Quand la collaboration mathématiques et économie se manifeste par l'obtention de prix Nobel...

Wassily Leontief, les premières matrices économiques

Wassily Leontief (1906–1999).

 

Leontief voit le jour à Saint-Pétersbourg dans une famille qui le prédestine à sa carrière : son père est professeur d'économie. Il entame des études de philosophie et de sociologie, pour se diriger ensuite vers l'économie. Après un passage par l'université de Berlin, il est engagé comme chercheur à l'université de Kiel afin d'étudier et de modéliser des statistiques d'offres et de demandes. Après un séjour en Chine, il atterrit au National Bureau of Economic Research de New York en 1931, puis à Harvard, se consacrant exclusivement à l'économie.

 

Dès 1931, il conçoit une théorie générale de l'équilibre adaptée aux observations empiriques, pour s'intéresser de plus en plus à l'utilisation des premiers calculateurs. C'est ainsi qu'il crée l'analyse input–output, qui constitue une superbe application en univers réel du calcul matriciel de base. Des tableaux « entrées-sorties » avaient déjà été proposés par le Français François Quesnay (1694–1774) dans Tableau économique, paru en 1759, et constitué de représentations synthétiques et graphiques du fonctionnement de l'économie.
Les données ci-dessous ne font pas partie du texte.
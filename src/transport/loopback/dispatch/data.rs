//! Scopings, fields, collections and the small key/value containers.

use super::{count, index, needs_stream, require_kind, size_arg, with, wrong_stream};
use crate::codec::Payload;
use crate::collection::label_space::LabelSpace;
use crate::data::field_definition::FieldDefinitionData;
use crate::data::field_info::FieldValueKind;
use crate::data::location::{Dimensionality, Location};
use crate::dpf_error::EngineFailure;
use crate::transport::call::{
    AnyCall, Call, CollectionCall, ContainerCall, DataTreeCall, EntityKind, EntryKind, EntryValue, FieldCall,
    FieldDefinitionCall, Primitive, Reply, ScopingCall, Value,
};
use crate::transport::loopback::EngineCore;
use crate::transport::loopback::store::{
    CollectionData, EngineObject, EngineResult, EngineValue, FieldData, MeshData, ScopingData, kind_of, wrong_kind,
};
use std::collections::BTreeMap;
use std::collections::hash_map::DefaultHasher;
use std::hash::{Hash, Hasher};

fn check_dimensionality(definition: &FieldDefinitionData) -> EngineResult<()> {
    definition
        .dimensionality
        .validate()
        .map_err(|e| EngineFailure::invalid(e.to_string()))
}

fn to_offset(n: usize) -> EngineResult<i32> {
    i32::try_from(n).map_err(|_| EngineFailure::invalid(format!("{n} values do not fit a data pointer")))
}

/// Default-constructed entry of a grown collection.
fn default_entry(kind: EntryKind) -> EngineValue {
    let field = |value_kind: FieldValueKind| -> EngineValue {
        EngineObject::Field(FieldData::new(
            value_kind,
            FieldDefinitionData::new(Location::Nodal, Dimensionality::scalar()),
        ))
        .into()
    };
    match kind {
        EntryKind::Int => Primitive::Int(0).into(),
        EntryKind::Double => Primitive::Double(0.0).into(),
        EntryKind::String => Primitive::String(String::new()).into(),
        EntryKind::Field => field(FieldValueKind::Double),
        EntryKind::PropertyField => field(FieldValueKind::Int),
        EntryKind::StringField => field(FieldValueKind::String),
        EntryKind::Scoping => EngineObject::Scoping(ScopingData::new(Location::Nodal.as_str(), Vec::new())).into(),
        EntryKind::MeshedRegion => EngineObject::Mesh(MeshData::default()).into(),
        EntryKind::Any => EngineObject::Any(Primitive::Int(0).into()).into(),
    }
}
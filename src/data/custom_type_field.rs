//! Field of a user-defined plain-old-data type.
//!
//! The engine only knows the unitary byte size; values travel as an opaque
//! byte stream and are reinterpreted on the client through `bytemuck`.

use super::field::FieldBase;
use super::field_definition::FieldDefinitionData;
use super::field_info::FieldValueKind;
use super::location::{Dimensionality, Location};
use super::scoping::to_i32;
use crate::codec::Payload;
use crate::dpf_error::DpfError;
use crate::handle::{ObjectHandle, dpf_object};
use crate::server::{self, Server};
use crate::transport::call::{Call, EntityKind, FieldCall};
use crate::transport::TransferOptions;
use bytemuck::Pod;
use std::mem::size_of;

#[derive(Debug)]
pub struct CustomTypeField {
    handle: ObjectHandle,
}

dpf_object!(CustomTypeField, EntityKind::CustomTypeField);

impl FieldBase for CustomTypeField {}

impl CustomTypeField {
    /// Field whose elements are `unitary_size` bytes wide.
    pub fn with_unitary_size(
        unitary_size: usize,
        type_name: &str,
        n_entities: usize,
        location: Location,
        server: Option<&Server>,
    ) -> Result<Self, DpfError> {
        if unitary_size == 0 {
            return Err(DpfError::InvalidArgument("unitary size must be positive".into()));
        }
        let server = server::resolve(server)?;
        let handle = ObjectHandle::create(
            &server,
            Call::Field(FieldCall::New {
                value_kind: FieldValueKind::Custom {
                    unitary_size: u32::try_from(unitary_size)
                        .map_err(|_| DpfError::InvalidArgument(format!("unitary size {unitary_size}")))?,
                    type_name: type_name.to_string(),
                },
                n_entities: to_i32(n_entities)?,
                definition: FieldDefinitionData::new(location, Dimensionality::scalar()),
            }),
        )?;
        Ok(Self { handle })
    }

    /// Field of `T`, named after the Rust type.
    pub fn new<T: Pod>(n_entities: usize, location: Location, server: Option<&Server>) -> Result<Self, DpfError> {
        Self::with_unitary_size(size_of::<T>(), std::any::type_name::<T>(), n_entities, location, server)
    }

    pub fn unitary_size(&self) -> Result<usize, DpfError> {
        Ok(self.info()?.unitary_size())
    }

    pub fn type_name(&self) -> Result<String, DpfError> {
        Ok(self.info()?.type_name().to_string())
    }

    /// # Errors
    /// `InvalidArgument` unless `bytes.len()` is a multiple of the unitary size.
    pub fn set_data_bytes(&self, bytes: &[u8]) -> Result<(), DpfError> {
        self.set_data_bytes_with(bytes, &mut TransferOptions::new())
    }

    pub fn set_data_bytes_with(&self, bytes: &[u8], opts: &mut TransferOptions<'_>) -> Result<(), DpfError> {
        self.handle
            .server()
            .upload(
                Call::Field(FieldCall::SetData { obj: self.handle.id() }),
                &Payload::Bytes(bytes.to_vec()),
                opts,
            )?
            .into_unit()
    }

    pub fn data_bytes(&self) -> Result<Vec<u8>, DpfError> {
        self.data_bytes_with(&mut TransferOptions::new())
    }

    pub fn data_bytes_with(&self, opts: &mut TransferOptions<'_>) -> Result<Vec<u8>, DpfError> {
        self.handle
            .server()
            .download(Call::Field(FieldCall::GetData { obj: self.handle.id() }), opts)?
            .into_bytes()
    }

    fn check_type<T: Pod>(&self) -> Result<(), DpfError> {
        let unit = self.unitary_size()?;
        if unit == size_of::<T>() {
            Ok(())
        } else {
            Err(DpfError::TypeMismatch(format!(
                "field stores {unit}-byte values, {} is {} bytes",
                std::any::type_name::<T>(),
                size_of::<T>()
            )))
        }
    }

    pub fn set_data<T: Pod>(&self, values: &[T]) -> Result<(), DpfError> {
        self.check_type::<T>()?;
        self.set_data_bytes(bytemuck::cast_slice(values))
    }

    /// Values reinterpreted as `T`.
    ///
    /// # Errors
    /// `TypeMismatch` when `T` does not have the field's unitary size.
    pub fn data<T: Pod>(&self) -> Result<Vec<T>, DpfError> {
        self.check_type::<T>()?;
        pod_from_bytes(&self.data_bytes()?)
    }

    pub fn entity_data<T: Pod>(&self, index: usize) -> Result<Vec<T>, DpfError> {
        self.check_type::<T>()?;
        let bytes = self
            .handle
            .call(Call::Field(FieldCall::EntityDataByIndex {
                obj: self.handle.id(),
                index: to_i32(index)?,
            }))?
            .into_payload()?
            .into_bytes()?;
        pod_from_bytes(&bytes)
    }

    pub fn push_back<T: Pod>(&self, id: i32, values: &[T]) -> Result<(), DpfError> {
        self.check_type::<T>()?;
        self.handle
            .call(Call::Field(FieldCall::PushBack {
                obj: self.handle.id(),
                id,
                data: Payload::Bytes(bytemuck::cast_slice(values).to_vec()),
            }))?
            .into_unit()
    }
}

/// Copy into a properly aligned `Vec<T>`.
fn pod_from_bytes<T: Pod>(bytes: &[u8]) -> Result<Vec<T>, DpfError> {
    let unit = size_of::<T>().max(1);
    if bytes.len() % unit != 0 {
        return Err(DpfError::protocol(format!(
            "{} bytes is not a whole number of {unit}-byte values",
            bytes.len()
        )));
    }
    let mut out = vec![T::zeroed(); bytes.len() / unit];
    bytemuck::cast_slice_mut::<T, u8>(&mut out).copy_from_slice(bytes);
    Ok(out)
}
#![cfg_attr(docsrs, feature(doc_cfg))]
//! # dpf-client
//!
//! dpf-client is a client-side binding for a finite-element post-processing
//! engine. The engine owns every object; this crate hands out typed handles
//! to them, builds operator graphs and moves bulk arrays in and out.
//!
//! ## Features
//! - Typed handles (scopings, the field family, collections, meshes,
//!   supports, operators, workflows, sessions) released automatically on drop
//! - Two interchangeable backends: framed RPC over a byte channel and an
//!   in-process C-ABI function table
//! - Chunked, cancellable bulk transfers with progress reporting
//! - An in-memory [`transport::loopback`] engine for tests and offline use
//!
//! ## Usage
//!
//! ```no_run
//! use dpf_client::prelude::*;
//!
//! # fn main() -> Result<(), DpfError> {
//! let server = connect_to_server(&ServerConfig::from_env()?)?;
//! let scoping = Scoping::new(Some(Location::Nodal), Some(&server))?;
//! scoping.set_ids(&[1, 2, 3])?;
//! assert_eq!(scoping.size()?, 3);
//! # Ok(())
//! # }
//! ```
//!
//! ## Ownership
//! Every handle owns one engine-side reference. Dropping it releases that
//! reference; [`handle::ObjectHandle::duplicate`] takes a second one. A
//! server that is gone turns every later call on its handles into
//! [`DpfError::NullObject`](dpf_error::DpfError::NullObject).

pub mod any;
pub mod codec;
pub mod collection;
pub mod config;
pub mod data;
pub mod data_sources;
pub mod data_tree;
pub mod dpf_error;
pub mod file_transfer;
pub mod generic_data_container;
pub mod handle;
pub mod mesh;
pub mod operator;
pub mod progress;
pub mod server;
pub mod session;
pub mod support;
pub mod transport;
pub mod workflow;

/// A convenient prelude to import the most-used traits & types:
pub mod prelude {
    pub use crate::any::Any;
    pub use crate::collection::{
        AnyCollection, Collection, CollectionOfDouble, CollectionOfInt, CollectionOfString, FieldsContainer,
        LabelSpace, MeshesContainer, PropertyFieldsContainer, ScopingsContainer, StringFieldsContainer,
    };
    pub use crate::config::{CommunicationProtocol, ServerConfig};
    pub use crate::data::{
        CustomTypeField, Dimensionality, Field, FieldBase, FieldDefinition, FieldDefinitionData, Location, Nature,
        PropertyField, Scoping, ShellLayers, StringField,
    };
    pub use crate::data_sources::DataSources;
    pub use crate::data_tree::DataTree;
    pub use crate::dpf_error::{DpfError, ErrorCode};
    pub use crate::generic_data_container::GenericDataContainer;
    pub use crate::handle::{DpfObject, FromOutput};
    pub use crate::mesh::{ElementRecord, ElementShape, MeshedRegion, NodeRecord};
    pub use crate::operator::{Operator, OperatorConfig, OperatorSpecification, OperatorStatus};
    pub use crate::progress::{NoProgress, ProgressSink};
    pub use crate::server::{Server, connect_to_server};
    pub use crate::session::{ProgressEvent, Session};
    pub use crate::support::{CyclicSupport, GenericSupport, ResultInfo, Support, TimeFreqSupport};
    pub use crate::transport::loopback::LoopbackEngine;
    pub use crate::transport::{CancelToken, TransferOptions};
    pub use crate::workflow::Workflow;
}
La présentation en tableaux proposée par Leontief permet de visualiser toute modification dans un secteur économique et d'anticiper ses répercutions sur les autres secteurs. Devenu américain, il reçoit le prix en 1973.

 

John Nash, une question d'équilibre…

 John Forbes Nash Jr (1928–2015).

 

John Nash est ce curieux mathématicien et économiste américain qui souffrait de schizophrénie et dont la vie romancée fit l'objet, en 2001, du film Un homme d'exception (réalisé par Ron Howard, avec Russell Crowe dans le rôle titre)… qu'il n'avait guère apprécié. Ses domaines de recherche furent variés : il s'intéressa à la géométrie différentielle, à l'analyse et aux équations aux dérivées partielles. C'est pour ses travaux en théorie des jeux qu'il est récompensé par le prix de la Banque royale de Suède en sciences économiques en 1994, conjointement avec Reinhard Selten (1930–2016) et John Harsanyi (1920–2000). Dès les années 1950, Nash approfondit les travaux de John von Neumann, et établit la notion d'équilibre de Nash, sorte de compromis entre plusieurs joueurs, qui correspond à une forme de solution optimale d'un jeu telle qu'aucun joueur ne peut modifier isolément sa stratégie sans affaiblir sa position personnelle. Ce concept attribué à Nash était déjà sous-jacent dans l'œuvre de Cournot. Ainsi, dans une partie de « pierre-feuille-ciseaux », l'équilibre de Nash est atteint si chaque joueur choisit l'une des trois éventualités avec une probabilité d'un tiers.

 

Leonid Kantorovitch, la construction de la programmation linéaire

Leonid Vitalievitch Kantorovitch (1912–1986).

 

Comme son compatriote Leontief, Leonid Kantorovitch est né à Saint-Pétersbourg. Mathématicien et économiste, il devient l'un des spécialistes de l'optimisation et sera récompensé par le prix Nobel en 1975, conjointement avec l'économiste néerlandais Tjalling Charles Koopmans (1910–1985) pour leurs travaux portant sur la théorie de l'allocation optimale des ressources. Kantorovitch est surtout connu pour être l'un des inventeurs de la programmation linéaire et de l'optimisation linéaire dans les années 1930. Il applique ses résultats à une tentative d'optimisation de la production économique planifiée, mais se retrouve de fait confronté au rôle essentiel des prix dans l'économie. Il en conclut que les prix peuvent aussi être déterminés par la rareté des produits, réintroduisant la notion d'utilité marginale et s'opposant aux thèses marxistes affirmant que la valeur d'un bien est exclusivement déterminée par la quantité de travail incorporé dans sa production. Il n'est donc pas étonnant que les travaux de Kantorovitch ne furent publiés qu'après l'ère stalinienne et que l'économiste échappa, par deux fois, de justesse à l'emprisonnement. Il est le seul chercheur soviétique à avoir reçu le prix Nobel d'économie.


références

Théorie des jeux, Bibliothèque Tangente 46, 2013.